После разговора с главредом щеки Марии снова запылали румянцем. И что такого было сказано? По сути ничего, но опять какая-то горячая волна прошла по телу Марии. Ей снова захотелось увидеть Кирилла, прямо аж до слез захотелось. И почему-то змея ревности подняла свою голову, когда она вспомнила о главбухе, женщине за полтинник, которая от силы губы красила на памяти Марии никогда.
«Да что они все в нем находят? И я?» — со злостью подумала Мария.
Она сделала пару глубоких вдохов, чтобы унять свое разбушевавшееся сердце, позвонила маме, чтобы узнать, как у нее дела, потом пошла искать подшивки за 1941–1945 годы. Занимаясь своей любимой работой, она на время забыла о Кирилле.
Через два часа она пошла к Звягинцеву. Лидочка предупредила, что он разговаривает по телефону и просил пока не беспокоить, позовет, как освободиться. Мария облокотилась о стойку-перегородку, за которой находился стол Лидочки, чтобы поговорить с ней, но не успела ничего сказать, как открылась дверь и вошел Карасев. Он сегодня был в темно-сером костюме, и молочного цвета рубашке. Весь такой… такой… Маша не смогла сразу подобрать слово к тому, что видела перед собой. Кирилл подошел к стойке, каким-то хозяйским движением положил руку на ее талию и через стойку склонился к Лидочке:
— Вы сегодня великолепны! Разрешите Вашу ручку поцеловать?

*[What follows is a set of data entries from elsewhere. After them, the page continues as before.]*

//! Local-time rendering for format directives
//!
//! Two shapes are supported: a fixed ctime-like string, and single-letter
//! strftime subfields. The non-POSIX letters (`@`, `+`, `k`, `l`, `S`) are
//! rendered by hand; the rest go through chrono. The nanosecond fields keep
//! the historical ten-digit form (nine digits plus a trailing zero) for
//! output compatibility with the reference tools.

use crate::walk::{FileStat, TimeSpec};
use chrono::{DateTime, Datelike, Local, TimeZone, Timelike};

/// Which stat timestamp a test or directive refers to
#[derive(Debug, Clone, Copy, PartialEq, Eq)]
pub enum TimeField {
    /// st_atime
    Accessed,
    /// st_ctime
    Changed,
    /// st_mtime
    Modified,
}

impl TimeField {
    /// Pull this field out of a stat result.
    pub fn of(self, st: &FileStat) -> TimeSpec {
        match self {
            TimeField::Accessed => st.atime(),
            TimeField::Changed => st.ctime(),
            TimeField::Modified => st.mtime(),
        }
    }
}

const DAYS: [&str; 7] = ["Sun", "Mon", "Tue", "Wed", "Thu", "Fri", "Sat"];
const MONTHS: [&str; 12] = [
    "Jan", "Feb", "Mar", "Apr", "May", "Jun", "Jul", "Aug", "Sep", "Oct", "Nov", "Dec",
];

/// Convert a timestamp to local time. `None` when out of range.
pub fn local_datetime(ts: TimeSpec) -> Option<DateTime<Local>> {
    let nsec = ts.nsec.clamp(0, 999_999_999) as u32;
    Local.timestamp_opt(ts.sec, nsec).single()
}

/// Render a ctime-style string with a nanosecond fraction, e.g.
/// `Mon Jan  2 15:04:05.0000000000 2006`.
pub fn ctime_like(ts: TimeSpec) -> Option<String> {
    let dt = local_datetime(ts)?;
    Some(format!(
        "{} {} {:2} {:02}:{:02}:{:02}.{:09}0 {:4}",
        DAYS[dt.weekday().num_days_from_sunday() as usize],
        MONTHS[dt.month0() as usize],
        dt.day(),
        dt.hour(),
        dt.minute(),
        dt.second(),
        ts.nsec.clamp(0, 999_999_999),
        dt.year(),
    ))
}

/// The strftime letters accepted in `%{A,C,T}X` directives.
pub fn is_strftime_letter(c: char) -> bool {
    matches!(
        c,
        '@' | 'H'
            | 'I'
            | 'k'
            | 'l'
            | 'M'
            | 'p'
            | 'r'
            | 'S'
            | 'T'
            | '+'
            | 'X'
            | 'Z'
            | 'a'
            | 'A'
            | 'b'
            | 'B'
            | 'c'
            | 'd'
            | 'D'
            | 'h'
            | 'j'
            | 'm'
            | 'U'
            | 'w'
            | 'W'
            | 'x'
            | 'y'
            | 'Y'
    )
}

/// Render one strftime subfield.
pub fn strftime_char(ts: TimeSpec, letter: char) -> Option<String> {
    let dt = local_datetime(ts)?;
    let nsec = ts.nsec.clamp(0, 999_999_999);

    let rendered = match letter {
        // Non-POSIX strftime() features
        '@' => format!("{}.{:09}0", ts.sec, nsec),
        'k' => format!("{:2}", dt.hour()),
        'l' => format!("{:2}", (dt.hour() + 11) % 12 + 1),
        'S' => format!("{:02}.{:09}0", dt.second(), nsec),
        '+' => format!(
            "{:4}-{:02}-{:02}+{:02}:{:02}:{:02}.{:09}0",
            dt.year(),
            dt.month(),
            dt.day(),
            dt.hour(),
            dt.minute(),
            dt.second(),
            nsec,
        ),

        // POSIX strftime() features
        _ => dt.format(&format!("%{letter}")).to_string(),
    };

    Some(rendered)
}

#[cfg(test)]
mod tests {
    use super::*;

    fn ts(sec: i64) -> TimeSpec {
        TimeSpec { sec, nsec: 0 }
    }

    #[test]
    fn test_epoch_directive() {
        let t = TimeSpec {
            sec: 1234567890,
            nsec: 987654321,
        };
        assert_eq!(strftime_char(t, '@').unwrap(), "1234567890.9876543210");
    }

    #[test]
    fn test_seconds_with_fraction() {
        let rendered = strftime_char(ts(61), 'S').unwrap();
        assert_eq!(rendered, "01.0000000000");
    }

    #[test]
    fn test_ctime_shape() {
        let rendered = ctime_like(ts(0)).unwrap();
        // "Day Mon dd hh:mm:ss.NNNNNNNNN0 yyyy"
        assert_eq!(rendered.len(), 35);
        assert!(DAYS.contains(&&rendered[0..3]));
        assert!(MONTHS.contains(&&rendered[4..7]));
        assert!(rendered.ends_with("1970") || rendered.ends_with("1969"));
    }

    #[test]
    fn test_twelve_hour_clock() {
        for hour in 0..24 {
            let rendered = strftime_char(ts(hour * 3600), 'l').unwrap();
            let value: u32 = rendered.trim().parse().unwrap();
            assert!((1..=12).contains(&value));
        }
    }
}
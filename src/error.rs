//! Error types for bfind
//!
//! This module defines the error hierarchy that covers:
//! - Command-line and expression parsing errors
//! - Traversal errors (open/readdir/stat on specific paths)
//! - Format-string compilation errors
//!
//! Design philosophy:
//! - Use thiserror for structured error types in library code
//! - Errors should be actionable - include the offending token or path
//! - Parse errors never reach the walk; walk errors never reach the parser

use std::io;
use std::path::PathBuf;
use thiserror::Error;

/// Top-level error type for the bfind application
#[derive(Error, Debug)]
pub enum BfindError {
    /// Command-line or expression parsing errors
    #[error("{0}")]
    Parse(#[from] ParseError),

    /// Traversal errors
    #[error("{0}")]
    Walk(#[from] WalkError),

    /// I/O errors (output sinks, etc.)
    #[error("I/O error: {0}")]
    Io(#[from] io::Error),
}

/// Errors produced while parsing the command line into an expression tree
#[derive(Error, Debug)]
pub enum ParseError {
    /// Unknown predicate, with a fuzzy-matched suggestion
    #[error("unknown argument '{arg}'; did you mean '{suggestion}'?")]
    UnknownArgument { arg: String, suggestion: String },

    /// A predicate was missing its required argument
    #[error("{arg} needs {what}")]
    MissingArgument { arg: String, what: &'static str },

    /// Something that is neither a path, predicate, nor operator
    #[error("expected a predicate; found '{token}'")]
    UnexpectedToken { token: String },

    /// Expression ended in the middle of an operator
    #[error("expression terminated prematurely")]
    IncompleteExpression,

    /// Unbalanced parentheses
    #[error("expected a ')'")]
    UnmatchedParen,

    /// Invalid integer argument
    #[error("'{token}' is not a valid integer")]
    InvalidInteger { token: String },

    /// Invalid -O level
    #[error("invalid optimization level '{token}'")]
    InvalidOptLevel { token: String },

    /// Invalid -D flag
    #[error("unknown debug flag '{token}'")]
    InvalidDebugFlag { token: String },

    /// Invalid symbolic or octal mode for -perm
    #[error("'{token}' is not a valid mode")]
    InvalidMode { token: String },

    /// Invalid -type / -xtype letter
    #[error("{arg} {token}: {reason}")]
    InvalidType {
        arg: String,
        token: String,
        reason: &'static str,
    },

    /// Invalid -size suffix
    #[error("{arg} {token}: expected a size unit (one of bcwkMGTP)")]
    InvalidSizeUnit { arg: String, token: String },

    /// Glob pattern failed to compile
    #[error("invalid pattern '{pattern}': {source}")]
    InvalidGlob {
        pattern: String,
        source: globset::Error,
    },

    /// Regex failed to compile
    #[error("invalid regex '{pattern}': {source}")]
    InvalidRegex {
        pattern: String,
        source: Box<regex::Error>,
    },

    /// -printf/-fprintf format string errors
    #[error("'{format}': {reason}")]
    InvalidFormat { format: String, reason: String },

    /// -user with a name not in the user database
    #[error("'{name}' is not a user name or numeric id")]
    UnknownUser { name: String },

    /// -group with a name not in the group database
    #[error("'{name}' is not a group name or numeric id")]
    UnknownGroup { name: String },

    /// -newer/-samefile reference file could not be stat'd
    #[error("'{}': {source}", path.display())]
    Reference { path: PathBuf, source: io::Error },

    /// -fprint family output file could not be opened
    #[error("'{}': {source}", path.display())]
    Sink { path: PathBuf, source: io::Error },

    /// -exec missing its terminating ';' or '+'
    #[error("{arg}: expected a terminating ';' or '+'")]
    UnterminatedExec { arg: String },

    /// -exec ... + without a trailing {}
    #[error("{arg}: expected '{{}}' before '+'")]
    BatchWithoutPlaceholder { arg: String },
}

/// Errors that abort a traversal
#[derive(Error, Debug)]
pub enum WalkError {
    /// A path operation failed and recovery mode was off
    #[error("'{}': {source}", path.display())]
    Path { path: PathBuf, source: io::Error },

    /// Not enough file descriptors to traverse at all
    #[error("too many open files to start a traversal")]
    FdBudget,
}

impl WalkError {
    /// Build a path error from the walker's raw path bytes and an errno.
    pub(crate) fn path_errno(path: &[u8], errno: i32) -> Self {
        use std::ffi::OsStr;
        use std::os::unix::ffi::OsStrExt;
        WalkError::Path {
            path: PathBuf::from(OsStr::from_bytes(path)),
            source: io::Error::from_raw_os_error(errno),
        }
    }

    /// The errno behind this error, if one applies.
    pub fn raw_os_error(&self) -> Option<i32> {
        match self {
            WalkError::Path { source, .. } => source.raw_os_error(),
            WalkError::FdBudget => Some(libc::EMFILE),
        }
    }
}

/// Result type alias for BfindError
pub type Result<T> = std::result::Result<T, BfindError>;

/// Result type alias for ParseError
pub type ParseResult<T> = std::result::Result<T, ParseError>;

/// Result type alias for WalkError
pub type WalkResult<T> = std::result::Result<T, WalkError>;

#[cfg(test)]
mod tests {
    use super::*;

    #[test]
    fn test_error_conversion() {
        let parse_err = ParseError::InvalidInteger {
            token: "12x".into(),
        };
        let top: BfindError = parse_err.into();
        assert!(matches!(top, BfindError::Parse(_)));
    }

    #[test]
    fn test_path_errno() {
        let err = WalkError::path_errno(b"/some/dir", libc::EACCES);
        assert_eq!(err.raw_os_error(), Some(libc::EACCES));
        let msg = err.to_string();
        assert!(msg.contains("/some/dir"));
    }
}
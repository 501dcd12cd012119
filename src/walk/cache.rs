//! Bounded cache of open directory file descriptors
//!
//! The walker revisits ancestor directories constantly: every child it opens
//! is opened relative to its parent. Keeping parents open turns each of those
//! opens into a short openat() instead of a full-path walk. Descriptors are a
//! limited resource, so the cache keeps a bounded min-heap of open entries
//! ordered by (depth descending, refcount ascending): the deepest,
//! least-referenced directory is closed first under pressure.
//!
//! Entries live in an index-addressed arena. Parent links are plain indices,
//! never owning references; an entry is freed only when its refcount reaches
//! zero during the walker's garbage collection.

use super::entry::{cstr, FileKind};
use std::ffi::{CStr, OsString};
use std::io;
use std::os::unix::ffi::OsStringExt;
use std::os::unix::io::{AsRawFd, FromRawFd, OwnedFd, RawFd};

/// Handle to an entry in the cache arena
#[derive(Debug, Clone, Copy, PartialEq, Eq)]
pub(crate) struct EntryId(usize);

/// A single cached directory
#[derive(Debug)]
pub(crate) struct CacheEntry {
    /// Parent entry, if any. Non-owning back reference.
    pub parent: Option<EntryId>,
    /// Depth of this directory in the walk.
    pub depth: usize,
    /// The directory's name, with a trailing slash appended.
    pub name: Vec<u8>,
    /// Offset of the name within the full path.
    pub name_offset: usize,
    /// Number of live references (itself plus pending descendants).
    pub ref_count: usize,
    /// Position in the heap while the fd is open.
    heap_index: Option<usize>,
    /// The open directory descriptor, owned by the cache.
    fd: Option<OwnedFd>,
    /// Device and inode, captured for cycle detection when first stat'd.
    pub dev_ino: Option<(u64, u64)>,
}

impl CacheEntry {
    /// The raw fd while the entry is open.
    pub fn raw_fd(&self) -> Option<RawFd> {
        self.fd.as_ref().map(|fd| fd.as_raw_fd())
    }
}

/// The directory cache: an arena of entries plus a heap of the open ones
pub(crate) struct DirCache {
    arena: Vec<Option<CacheEntry>>,
    free: Vec<usize>,
    heap: Vec<EntryId>,
    capacity: usize,
}
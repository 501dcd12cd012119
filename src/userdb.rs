//! Cached user and group database lookups
//!
//! Wraps the getpwuid_r/getgrgid_r family with growable buffers and memoizes
//! results, since a walk asks about the same handful of ids millions of
//! times. Lookups that fail stay cached as misses.

use std::cell::RefCell;
use std::collections::HashMap;
use std::ffi::{CStr, CString};
use std::mem::MaybeUninit;

thread_local! {
    static USERS_BY_ID: RefCell<HashMap<u32, Option<String>>> = RefCell::new(HashMap::new());
    static GROUPS_BY_ID: RefCell<HashMap<u32, Option<String>>> = RefCell::new(HashMap::new());
}

/// The name for a uid, or `None` when the user database has no entry.
pub fn user_name(uid: u32) -> Option<String> {
    USERS_BY_ID.with(|cache| {
        cache
            .borrow_mut()
            .entry(uid)
            .or_insert_with(|| lookup_user_name(uid))
            .clone()
    })
}

/// The name for a gid, or `None` when the group database has no entry.
pub fn group_name(gid: u32) -> Option<String> {
    GROUPS_BY_ID.with(|cache| {
        cache
            .borrow_mut()
            .entry(gid)
            .or_insert_with(|| lookup_group_name(gid))
            .clone()
    })
}

/// Whether the uid exists in the user database.
pub fn user_exists(uid: u32) -> bool {
    user_name(uid).is_some()
}

/// Whether the gid exists in the group database.
pub fn group_exists(gid: u32) -> bool {
    group_name(gid).is_some()
}

/// Resolve a user name to a uid. Used by `-user`.
pub fn uid_for_name(name: &str) -> Option<u32> {
    let cname = CString::new(name).ok()?;
    let mut buf = vec![0u8; 1024];

    loop {
        let mut pwd = MaybeUninit::<libc::passwd>::uninit();
        let mut result: *mut libc::passwd = std::ptr::null_mut();
        let ret = unsafe {
            libc::getpwnam_r(
                cname.as_ptr(),
                pwd.as_mut_ptr(),
                buf.as_mut_ptr() as *mut libc::c_char,
                buf.len(),
                &mut result,
            )
        };
        match ret {
            0 if !result.is_null() => {
                let pwd = unsafe { pwd.assume_init() };
                return Some(pwd.pw_uid);
            }
            0 => return None,
            libc::ERANGE => buf.resize(buf.len() * 2, 0),
            _ => return None,
        }
    }
}

/// Resolve a group name to a gid. Used by `-group`.
pub fn gid_for_name(name: &str) -> Option<u32> {
    let cname = CString::new(name).ok()?;
    let mut buf = vec![0u8; 1024];

    loop {
        let mut grp = MaybeUninit::<libc::group>::uninit();
        let mut result: *mut libc::group = std::ptr::null_mut();
        let ret = unsafe {
            libc::getgrnam_r(
                cname.as_ptr(),
                grp.as_mut_ptr(),
                buf.as_mut_ptr() as *mut libc::c_char,
                buf.len(),
                &mut result,
            )
        };
        match ret {
            0 if !result.is_null() => {
                let grp = unsafe { grp.assume_init() };
                return Some(grp.gr_gid);
            }
            0 => return None,
            libc::ERANGE => buf.resize(buf.len() * 2, 0),
            _ => return None,
        }
    }
}

fn lookup_user_name(uid: u32) -> Option<String> {
    let mut buf = vec![0u8; 1024];

    loop {
        let mut pwd = MaybeUninit::<libc::passwd>::uninit();
        let mut result: *mut libc::passwd = std::ptr::null_mut();
        let ret = unsafe {
            libc::getpwuid_r(
                uid,
                pwd.as_mut_ptr(),
                buf.as_mut_ptr() as *mut libc::c_char,
                buf.len(),
                &mut result,
            )
        };
        match ret {
            0 if !result.is_null() => {
                let pwd = unsafe { pwd.assume_init() };
                let name = unsafe { CStr::from_ptr(pwd.pw_name) };
                return Some(name.to_string_lossy().into_owned());
            }
            0 => return None,
            libc::ERANGE => buf.resize(buf.len() * 2, 0),
            _ => return None,
        }
    }
}

fn lookup_group_name(gid: u32) -> Option<String> {
    let mut buf = vec![0u8; 1024];

    loop {
        let mut grp = MaybeUninit::<libc::group>::uninit();
        let mut result: *mut libc::group = std::ptr::null_mut();
        let ret = unsafe {
            libc::getgrgid_r(
                gid,
                grp.as_mut_ptr(),
                buf.as_mut_ptr() as *mut libc::c_char,
                buf.len(),
                &mut result,
            )
        };
        match ret {
            0 if !result.is_null() => {
                let grp = unsafe { grp.assume_init() };
                let name = unsafe { CStr::from_ptr(grp.gr_name) };
                return Some(name.to_string_lossy().into_owned());
            }
            0 => return None,
            libc::ERANGE => buf.resize(buf.len() * 2, 0),
            _ => return None,
        }
    }
}

#[cfg(test)]
mod tests {
    use super::*;

    #[test]
    fn test_current_user_resolves() {
        let uid = unsafe { libc::getuid() };
        let name = user_name(uid).expect("current user should have a name");
        assert!(!name.is_empty());
        assert_eq!(uid_for_name(&name), Some(uid));
        assert!(user_exists(uid));
    }

    #[test]
    fn test_missing_user_is_cached_miss() {
        // High uids are very unlikely to exist
        assert_eq!(user_name(0xfffe_fffd), None);
        assert_eq!(user_name(0xfffe_fffd), None);
    }

    #[test]
    fn test_unknown_name() {
        assert_eq!(uid_for_name("no-such-user-bfind-test"), None);
        assert_eq!(gid_for_name("no-such-group-bfind-test"), None);
    }
}
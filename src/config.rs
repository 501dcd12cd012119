//! Configuration types for bfind
//!
//! This module defines:
//! - The thin clap surface (--help/--version plus harness flags; everything
//!   else is find syntax, captured raw and handed to the expression parser)
//! - The validated runtime configuration shared by the walker and evaluator

use crate::walk::{TimeSpec, WalkOptions};
use clap::Parser;
use std::path::PathBuf;
use std::time::{SystemTime, UNIX_EPOCH};

/// Breadth-first, find-compatible file tree search
#[derive(Parser, Debug, Clone)]
#[command(
    name = "bfind",
    version,
    about = "Breadth-first, find-compatible file tree search",
    long_about = "Searches file trees level by level, so shallow matches appear first.\n\n\
                  Takes the usual find syntax: paths, then an expression of tests and\n\
                  actions combined with -and/-or/-not and parentheses.",
    after_help = "EXAMPLES:\n    \
        bfind src -name '*.rs'\n    \
        bfind / -xdev -size +1G -print\n    \
        bfind . -type d -empty -delete\n    \
        bfind /var/log -mtime +30 -printf '%s %p\\n'"
)]
pub struct CliArgs {
    /// Paths and expression, in find syntax
    #[arg(
        value_name = "PATHS-AND-EXPRESSION",
        trailing_var_arg = true,
        allow_hyphen_values = true
    )]
    pub args: Vec<String>,

    /// Print a walk summary to stderr at the end
    #[arg(long)]
    pub stats: bool,

    /// Verbose logging (warnings and traversal diagnostics)
    #[arg(long)]
    pub verbose: bool,
}

/// Which -D debug channels are enabled
#[derive(Debug, Clone, Copy, Default)]
pub struct DebugFlags {
    /// Log optimizer rewrites
    pub opt: bool,
    /// Collect and dump per-node evaluation statistics
    pub rates: bool,
    /// Trace stat calls
    pub stat: bool,
    /// Dump the parsed expression tree before walking
    pub tree: bool,
}

/// Validated runtime configuration for one search
#[derive(Debug, Clone)]
pub struct SearchConfig {
    /// Starting paths, in command-line order
    pub roots: Vec<PathBuf>,
    /// Traversal options handed to the walker
    pub walk: WalkOptions,
    /// Don't evaluate entries shallower than this
    pub mindepth: usize,
    /// Don't evaluate or descend past this depth
    pub maxdepth: usize,
    /// Optimization level 0-4
    pub optlevel: u8,
    /// Debug channels
    pub debug: DebugFlags,
    /// Suppress ENOENT for files that raced away mid-walk
    pub ignore_races: bool,
    /// Reject paths unsafe for xargs (-X)
    pub xargs_safe: bool,
    /// Files opened by -fprint family, counted against the fd budget
    pub open_files: usize,
    /// Print the summary table when done
    pub show_stats: bool,
    /// The reference "now" for time tests, adjusted by -daystart
    pub now: TimeSpec,
}

impl Default for SearchConfig {
    fn default() -> Self {
        SearchConfig {
            roots: Vec::new(),
            walk: WalkOptions::default(),
            mindepth: 0,
            maxdepth: usize::MAX,
            optlevel: 3,
            debug: DebugFlags::default(),
            ignore_races: false,
            xargs_safe: false,
            open_files: 0,
            show_stats: false,
            now: current_time(),
        }
    }
}

impl SearchConfig {
    /// Derive the walker's fd budget from the process limits and the sinks
    /// already opened, then apply it.
    pub fn finalize_fd_budget(&mut self) {
        self.walk.open_fd_budget = infer_fd_budget(self.open_files);
    }
}

/// The current wall-clock time as a [`TimeSpec`].
pub fn current_time() -> TimeSpec {
    match SystemTime::now().duration_since(UNIX_EPOCH) {
        Ok(elapsed) => TimeSpec {
            sec: elapsed.as_secs() as i64,
            nsec: i64::from(elapsed.subsec_nanos()),
        },
        Err(_) => TimeSpec::default(),
    }
}

/// Infer how many descriptors the traversal may keep open: the NOFILE limit
/// minus descriptors already in use, minus one spare for the -empty test.
pub fn infer_fd_budget(open_files: usize) -> usize {
    let mut limit = 4096usize;
    let mut rl = libc::rlimit {
        rlim_cur: 0,
        rlim_max: 0,
    };
    if unsafe { libc::getrlimit(libc::RLIMIT_NOFILE, &mut rl) } == 0
        && rl.rlim_cur != libc::RLIM_INFINITY
    {
        limit = rl.rlim_cur as usize;
    }

    // stdin/stdout/stderr plus anything -fprint opened
    let mut in_use = 3 + open_files;

    // Prefer an exact count of inherited descriptors when procfs is around
    if let Ok(entries) = std::fs::read_dir("/proc/self/fd") {
        // The read_dir handle itself shows up in the listing
        in_use = entries.count().saturating_sub(1);
    }

    let reserved = in_use + 1;
    if limit > reserved {
        limit - reserved
    } else {
        1
    }
}

#[cfg(test)]
mod tests {
    use super::*;

    #[test]
    fn test_cli_captures_raw_expression() {
        let cli = CliArgs::parse_from(["bfind", "/tmp", "-name", "*.rs", "-print"]);
        assert_eq!(cli.args, vec!["/tmp", "-name", "*.rs", "-print"]);
        assert!(!cli.stats);
    }

    #[test]
    fn test_cli_hyphen_leading_expression() {
        let cli = CliArgs::parse_from(["bfind", "-L", "/tmp", "-type", "f"]);
        assert_eq!(cli.args, vec!["-L", "/tmp", "-type", "f"]);
    }

    #[test]
    fn test_cli_harness_flags_before_expression() {
        let cli = CliArgs::parse_from(["bfind", "--stats", "/tmp"]);
        assert!(cli.stats);
        assert_eq!(cli.args, vec!["/tmp"]);
    }

    #[test]
    fn test_fd_budget_is_sane() {
        let budget = infer_fd_budget(0);
        assert!(budget >= 1);
        let with_sinks = infer_fd_budget(2);
        assert!(with_sinks <= budget);
    }

    #[test]
    fn test_default_config() {
        let config = SearchConfig::default();
        assert_eq!(config.optlevel, 3);
        assert_eq!(config.maxdepth, usize::MAX);
        assert!(config.walk.recover);
    }
}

Он говорил, глядя ей в глаза, но при этом не убирал руку с талии Марии, которая замерла соляным столпом и почти не дышала. Вся кровь прилила к ее лицу, воздуха не хватало. Лидочка, завороженная Кириллом подняла руку, протянула ему. Он подхватил ее, еще сильнее перегнулся через стойку и поцеловал.
— Я бы хотел к Михаилу Ильичу попасть. Можно?
— Он сейчас за-за-занят, — заикаясь ответила Лидочка, такая же красная как Маша.
— Хорошо, подожду, — ответил ей Кирилл. Потом повернулся к Маше. — Добрый день, мы с Вами сегодня еще не виделись? И вчера тоже. Вы же маму отвозили в санаторий? Как она, все хорошо?
Маша не смогла ни одного слова протолкнуть сквозь спазм, который сковал ее горло, только наша в себе силы кивнуть. Кирилл, продолжая ее приобнимать, свободной рукой взял ее руку и поцеловал.
В то время из интеркома послышался голос Звягинцева:
— Лида, есть кто ко мне? Пусть заходят.
Лида и Маша наконец-то отмерли и синхронно вздохнули.
— Машенька, Вы были первой, заходите, я после Вас, — улыбнулся Кирилл, убирая наконец-то с ее талии свою руку.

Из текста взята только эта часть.